The two of them left the room. While they were gone, I tried to pull myself back together. I couldn’t believe how selfish I’d been, not having given Christopher a second thought since I’d woken up. Except for the whole wishing-he’d-been-the-one-kissing-me-instead-of-Justin-or-Brandon thing, I mean.

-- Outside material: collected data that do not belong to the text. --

// Grupoj – A word grouping game
// Copyright (C) 2024  Neil Roberts
//
// This program is free software: you can redistribute it and/or modify
// it under the terms of the GNU General Public License as published by
// the Free Software Foundation, either version 3 of the License, or
// (at your option) any later version.
//
// This program is distributed in the hope that it will be useful,
// but WITHOUT ANY WARRANTY; without even the implied warranty of
// MERCHANTABILITY or FITNESS FOR A PARTICULAR PURPOSE.  See the
// GNU General Public License for more details.
//
// You should have received a copy of the GNU General Public License
// along with this program.  If not, see <http://www.gnu.org/licenses/>.

use serde::Deserialize;

pub const DEFAULT_STORAGE_KEY: &str = "grupoj-game-state";
pub const DEFAULT_SHEET_URL: &str =
    "https://opensheet.elk.sh/\
     1KWCELv96If20u8H5_3b4pR0fo4Z8Dd61uxFTCuVas48/solutions-tab";

/// Delays in milliseconds of the timed reactions, each one relative to
/// the event that scheduled it.
#[derive(Debug, Clone, PartialEq, Eq, Deserialize)]
#[serde(default)]
pub struct Timings {
    /// Gap between each tile of an attempt lighting up
    pub stagger_ms: u32,
    /// When the tiles of an attempt show whether it was right
    pub reveal_ms: u32,
    /// When the selection is cleared after a correct attempt
    pub clear_selection_ms: u32,
    pub auto_solve_step_ms: u32,
    pub auto_solve_trailing_ms: u32,
}

impl Default for Timings {
    fn default() -> Timings {
        Timings {
            stagger_ms: 100,
            reveal_ms: 1_000,
            clear_selection_ms: 2_000,
            auto_solve_step_ms: 2_500,
            auto_solve_trailing_ms: 3_000,
        }
    }
}

#[derive(Debug, Clone, PartialEq, Eq, Deserialize)]
#[serde(default)]
pub struct Config {
    pub shuffle_initial: bool,
    pub storage_key: String,
    pub sheet_url: String,
    pub timings: Timings,
}

impl Default for Config {
    fn default() -> Config {
        Config {
            shuffle_initial: true,
            storage_key: DEFAULT_STORAGE_KEY.to_string(),
            sheet_url: DEFAULT_SHEET_URL.to_string(),
            timings: Timings::default(),
        }
    }
}

#[derive(Debug, thiserror::Error)]
pub enum Error {
    #[error("{0}")]
    Io(#[from] std::io::Error),
    #[error("{0}")]
    Json(#[from] serde_json::Error),
}

impl Config {
    pub fn from_json(s: &str) -> Result<Config, Error> {
        Ok(serde_json::from_str(s)?)
    }

    #[cfg(not(target_arch = "wasm32"))]
    pub fn load<P: AsRef<std::path::Path>>(path: P) -> Result<Config, Error> {
        Config::from_json(&std::fs::read_to_string(path)?)
    }
}

#[cfg(test)]
mod test {
    use super::*;

    #[test]
    fn defaults() {
        let config = Config::from_json("{}").unwrap();

        assert_eq!(config, Config::default());
        assert!(config.shuffle_initial);
        assert_eq!(&config.storage_key, DEFAULT_STORAGE_KEY);
        assert_eq!(config.timings.stagger_ms, 100);
        assert_eq!(config.timings.auto_solve_trailing_ms, 3_000);
    }

    #[test]
    fn partial() {
        let config = Config::from_json(
            "{\"shuffle_initial\": false, \
              \"timings\": {\"reveal_ms\": 10}}"
        ).unwrap();

        assert!(!config.shuffle_initial);
        assert_eq!(config.timings.reveal_ms, 10);
        assert_eq!(config.timings.clear_selection_ms, 2_000);
        assert_eq!(&config.sheet_url, DEFAULT_SHEET_URL);
    }

    #[test]
    fn invalid() {
        assert!(matches!(
            Config::from_json("{\"timings\": 3}").unwrap_err(),
            Error::Json(_),
        ));
        assert!(matches!(
            Config::load("/nonexistent/grupoj.json").unwrap_err(),
            Error::Io(_),
        ));
    }
}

What could Christopher have been going through all this time, thinking I was dead? Was he all right? How had he handled it, those moments after that TV had fallen on me, right in front of him? He must have been so freaked out. Who was he eating lunch with now that I wasn’t in school? He didn’t have anyone else to make fun of the Walking Dead with, or to play Journeyquest with, or to watch surgery shows on the Discovery Health Channel with. Poor Christopher!
Unless… unless some other girl had snatched him up for herself. Only who? What girl at TAHS (besides me) had the sensitivity to look past all that long hair and see the potential hottie that lay beneath? What other girl was fine enough?
God. Surely there had to be one. She could be sitting down next to him in the cafeteria right now, complimenting him on his avoidance of the tuna salad…
Suddenly Frida was back, this time by herself. She looked sullen.
‘I’m supposed to apologize,’ she said. Her gaze was on Cosabella, the now black television screen, the window behind me — anywhere but on my face. ‘So… sorry if what I said upset you. It’s not true anyway. Christopher’s not fine. I guess. But then… he was always so weird anyway, it’s kind of hard to tell.’
I had already dried my tears — or Nikki’s tears, I guess, although Dr Holcombe told me not to think of my new body that way. It’s YOUR body, Emerson, he’d said. Not hers. Not any more.
Right. I just had her name. Her face. Her loft. Her boyfriend(s). You name it.
‘I don’t get it,’ I said to Frida. I still felt like crying every time I thought about Christopher, and how a new girl might be getting to play Journeyquest — or sit around and watch surgery shows — with him right this very minute. Although truthfully, the allure of surgery shows had sort of waned for me. But I was trying to deal with it. As Dr Holcombe had pointed out, at least I was alive. ‘What’s eating you?’